Case Rep Neurol. 2014 Mar 22;6(1):83-7. doi: 10.1159/000362115. eCollection 2014 Jan.
Xeroderma pigmentosum (XP) is a rare autosomal recessive disorder of DNA repair, with a prevalence of 1 in 1 million. It may also be a cause of neurological symptoms including sensorineural hearing loss, peripheral neuropathy, ataxia, and chorea. Severe neurological symptoms including mental retardation, short stature, and hypogonadism invoke De Sanctis-Cacchione syndrome (DCS).
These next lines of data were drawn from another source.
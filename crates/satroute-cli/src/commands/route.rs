//! Route command handler for finding the relay chain between ground stations.

use anyhow::{Context, Result};

use satroute_cli::output::OutputFormat;
use satroute_cli::terminal::ColorPalette;
use satroute_lib::{
    plan_route, DataSource, Error as RouteError, FetchOptions, RouteOptions, RouteSummary,
};

use super::load_constellation;

/// Fetch the constellation, plan the fewest-hop route and render it.
pub async fn handle_route_command(
    source: &DataSource,
    fetch: &FetchOptions,
    options: &RouteOptions,
    format: OutputFormat,
) -> Result<String> {
    let parsed = load_constellation(source, fetch).await?;

    let plan = match plan_route(&parsed.constellation, options) {
        Ok(plan) => plan,
        Err(err) => return Err(handle_route_failure(err)),
    };

    let summary =
        RouteSummary::from_plan(&plan).context("failed to build route summary for display")?;
    format.render_route(&summary, &ColorPalette::detect())
}

fn handle_route_failure(err: RouteError) -> anyhow::Error {
    match err {
        RouteError::MissingEndpoint { name } => anyhow::anyhow!(
            "constellation has no {name} endpoint; the source must include a ROU,lat1,lon1,lat2,lon2 line"
        ),
        other => anyhow::Error::new(other),
    }
}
The patient was a 55-year-old woman with a history of mental retardation who developed chorea at age 32 and ataxia at age 37. She had numerous facial scars from 10 prior basal cell carcinoma excisions as well as diminished deep tendon reflexes, bilateral hearing loss, dysphagia, and skin freckling. Brain MRI revealed severe cortical, cerebellar, and brainstem atrophy. Supportive treatment and prevention of further damage from UV light is the mainstay of treatment in XP and DCS.
XP and related disorders should be considered in the setting of neurological disorder and multiple cutaneous cancers.
着色性干皮病(XP)是一种罕见的常染色体隐性DNA修复障碍疾病,发病率为百万分之一。它也可能是包括感音神经性听力损失、周围神经病变、共济失调和舞蹈症在内的神经症状的病因。包括智力发育迟缓、身材矮小和性腺功能减退在内的严重神经症状引发了德桑蒂斯 - 卡基奥内综合征(DCS)。
该患者为一名55岁女性,有智力发育迟缓病史,32岁时出现舞蹈症,37岁时出现共济失调。她因之前10次基底细胞癌切除术留下了许多面部疤痕,同时伴有深部腱反射减弱、双侧听力损失、吞咽困难和皮肤雀斑。脑部磁共振成像(MRI)显示严重的皮质、小脑和脑干萎缩。支持性治疗以及预防紫外线造成进一步损伤是XP和DCS治疗的主要方法。
在出现神经疾病和多发性皮肤癌的情况下,应考虑XP及相关疾病。